Jane was wrong on one point. Miss Jessamine's niece did come back, and she and her husband were forgiven. The Gray Goose remembered it well; it was Michaelmas-tide, the Michaelmas before the Michaelmas before the Michaelmas—but, ga, ga! What does the date matter? It was autumn, harvest-time, and everybody was so busy prophesying and praying about the crops, that the young couple wandered through the lanes, and got blackberries for Miss Jessamine's celebrated crab and blackberry jam, and made guys of themselves with bryony wreaths, and not a soul troubled his head about them, except the children and the Postman. The children dogged the Black Captain's footsteps (his bubble reputation as an Ogre having burst) clamoring for a ride on the black mare. And the Postman would go somewhat out of his postal way to catch the Captain's dark eye, and show that he had not forgotten how to salute an officer.

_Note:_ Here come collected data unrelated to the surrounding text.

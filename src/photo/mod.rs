/// Box photograph handling
///
/// This module handles:
/// - Matching photos to boxes by filename
/// - Deriving the well label from a photo name
/// - Drawing sample markers on photo copies

pub mod annotate;
pub mod matcher;

pub use annotate::{place_marker, EdgeClamp, MarkerPlacement, SampleAnnotator};
pub use matcher::{attach_photos, list_photos, well_label, PhotoMatcher, PhotoPair, PhotoRole};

But they were "trying times." One afternoon the black mare was stepping gently up and down the grass, with her head at her master's shoulder, and as many children crowded on to her silky back as if she had been an elephant in a menagerie; and the next afternoon she carried him away, sword and sabre-tache clattering war music at her side, and the old Postman waiting for them, rigid with salutation, at the four cross-roads.

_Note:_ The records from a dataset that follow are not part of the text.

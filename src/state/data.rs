/// Shared data structures for the catalog pipeline
///
/// These structs represent the data model that flows between
/// the table loader, the derivation stages and the catalog assembler.

use std::collections::BTreeSet;
use std::path::PathBuf;

/// Sentinel for values that could not be derived
pub const NOT_AVAILABLE: &str = "N/A";

/// Study string for a sample without any performed analysis
pub const NO_STUDIES: &str = "No studies";

/// A continuous drilled depth range reconstructed from one or more records
#[derive(Debug, Clone, Copy, PartialEq)]
pub struct Interval {
    /// Top of the interval (m)
    pub start: f64,
    /// Bottom of the interval (m)
    pub end: f64,
}

impl Interval {
    pub fn new(start: f64, end: f64) -> Self {
        Self { start, end }
    }

    /// Closed-range containment
    pub fn contains(&self, depth: f64) -> bool {
        depth >= self.start && depth <= self.end
    }
}

/// One row of the core log
#[derive(Debug, Clone, PartialEq, Default)]
pub struct Record {
    /// Zero-based data row in the source sheet (header excluded)
    pub row: usize,
    /// Core box number; rows without one are kept but never catalogued
    pub box_id: Option<i64>,
    /// Logged run start (m)
    pub start: Option<f64>,
    /// Logged run end (m)
    pub end: Option<f64>,
    /// Measured recovered core length (m)
    pub measured: Option<f64>,
    /// Merged interval this run belongs to (None = unresolved)
    pub interval: Option<Interval>,
    /// Recovery text, `NOT_AVAILABLE` until computed
    pub recovery: String,
    /// Box photograph under daylight
    pub photo: Option<PathBuf>,
    /// Box photograph under UV light
    pub uv_photo: Option<PathBuf>,
    /// Well label derived from the photo filename
    pub well: Option<String>,
}

impl Record {
    pub fn new(row: usize, box_id: Option<i64>, start: Option<f64>, end: Option<f64>) -> Self {
        Self {
            row,
            box_id,
            start,
            end,
            recovery: NOT_AVAILABLE.to_string(),
            ..Default::default()
        }
    }

    pub fn with_measured(mut self, measured: Option<f64>) -> Self {
        self.measured = measured;
        self
    }

    /// "start-end" of the resolved interval, or N/A
    pub fn interval_text(&self) -> String {
        match self.interval {
            Some(iv) => format!("{}-{}", format_number(iv.start), format_number(iv.end)),
            None => NOT_AVAILABLE.to_string(),
        }
    }
}

/// A laboratory sample taken from a core box
#[derive(Debug, Clone, PartialEq)]
pub struct SampleRecord {
    /// Box the sample was taken from (integer part of the number)
    pub box_id: i64,
    /// Sample number, e.g. 4.71 = box 4, offset 0.71
    pub number: f64,
    /// Absolute depth (m), rounded to centimetres
    pub depth: Option<f64>,
    /// Names of the analyses performed
    pub studies: BTreeSet<String>,
}

impl SampleRecord {
    /// Normalized position inside the box, in [0, 1)
    pub fn offset(&self) -> f64 {
        self.number - self.number.floor()
    }

    /// Comma-joined study list, or the "no studies" marker
    pub fn studies_text(&self) -> String {
        if self.studies.is_empty() {
            NO_STUDIES.to_string()
        } else {
            self.studies.iter().cloned().collect::<Vec<_>>().join(", ")
        }
    }
}

/// Format a float the way spreadsheet users expect to read it back:
/// whole numbers keep one decimal ("12.0"), others use the shortest
/// representation that round-trips ("0.85").
pub fn format_number(value: f64) -> String {
    if value.is_finite() && value.fract() == 0.0 && value.abs() < 1e16 {
        format!("{:.1}", value)
    } else {
        format!("{}", value)
    }
}

#[cfg(test)]
mod tests {
    use super::*;

    #[test]
    fn test_format_number() {
        assert_eq!(format_number(1.0), "1.0");
        assert_eq!(format_number(0.85), "0.85");
        assert_eq!(format_number(-3.0), "-3.0");
        assert_eq!(format_number(123.45), "123.45");
    }

    #[test]
    fn test_interval_text_unresolved() {
        let record = Record::new(0, Some(1), None, None);
        assert_eq!(record.interval_text(), NOT_AVAILABLE);
        assert_eq!(record.recovery, NOT_AVAILABLE);
    }

    #[test]
    fn test_interval_text_resolved() {
        let mut record = Record::new(0, Some(1), Some(10.0), Some(10.5));
        record.interval = Some(Interval::new(10.0, 12.5));
        assert_eq!(record.interval_text(), "10.0-12.5");
    }

    #[test]
    fn test_sample_offset() {
        let sample = SampleRecord {
            box_id: 4,
            number: 4.71,
            depth: None,
            studies: BTreeSet::new(),
        };
        assert!((sample.offset() - 0.71).abs() < 1e-9);
        assert_eq!(sample.studies_text(), NO_STUDIES);
    }
}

War and bad times! It was a hard winter; and the big Miss Jessamine and the little Miss Jessamine (but she was Mrs. Black-Captain now) lived very economically, that they might help their poorer neighbors. They neither entertained nor went into company; but the young lady always went up the village as far as the George and Dragon, for air and exercise when the London Mail[4] came in.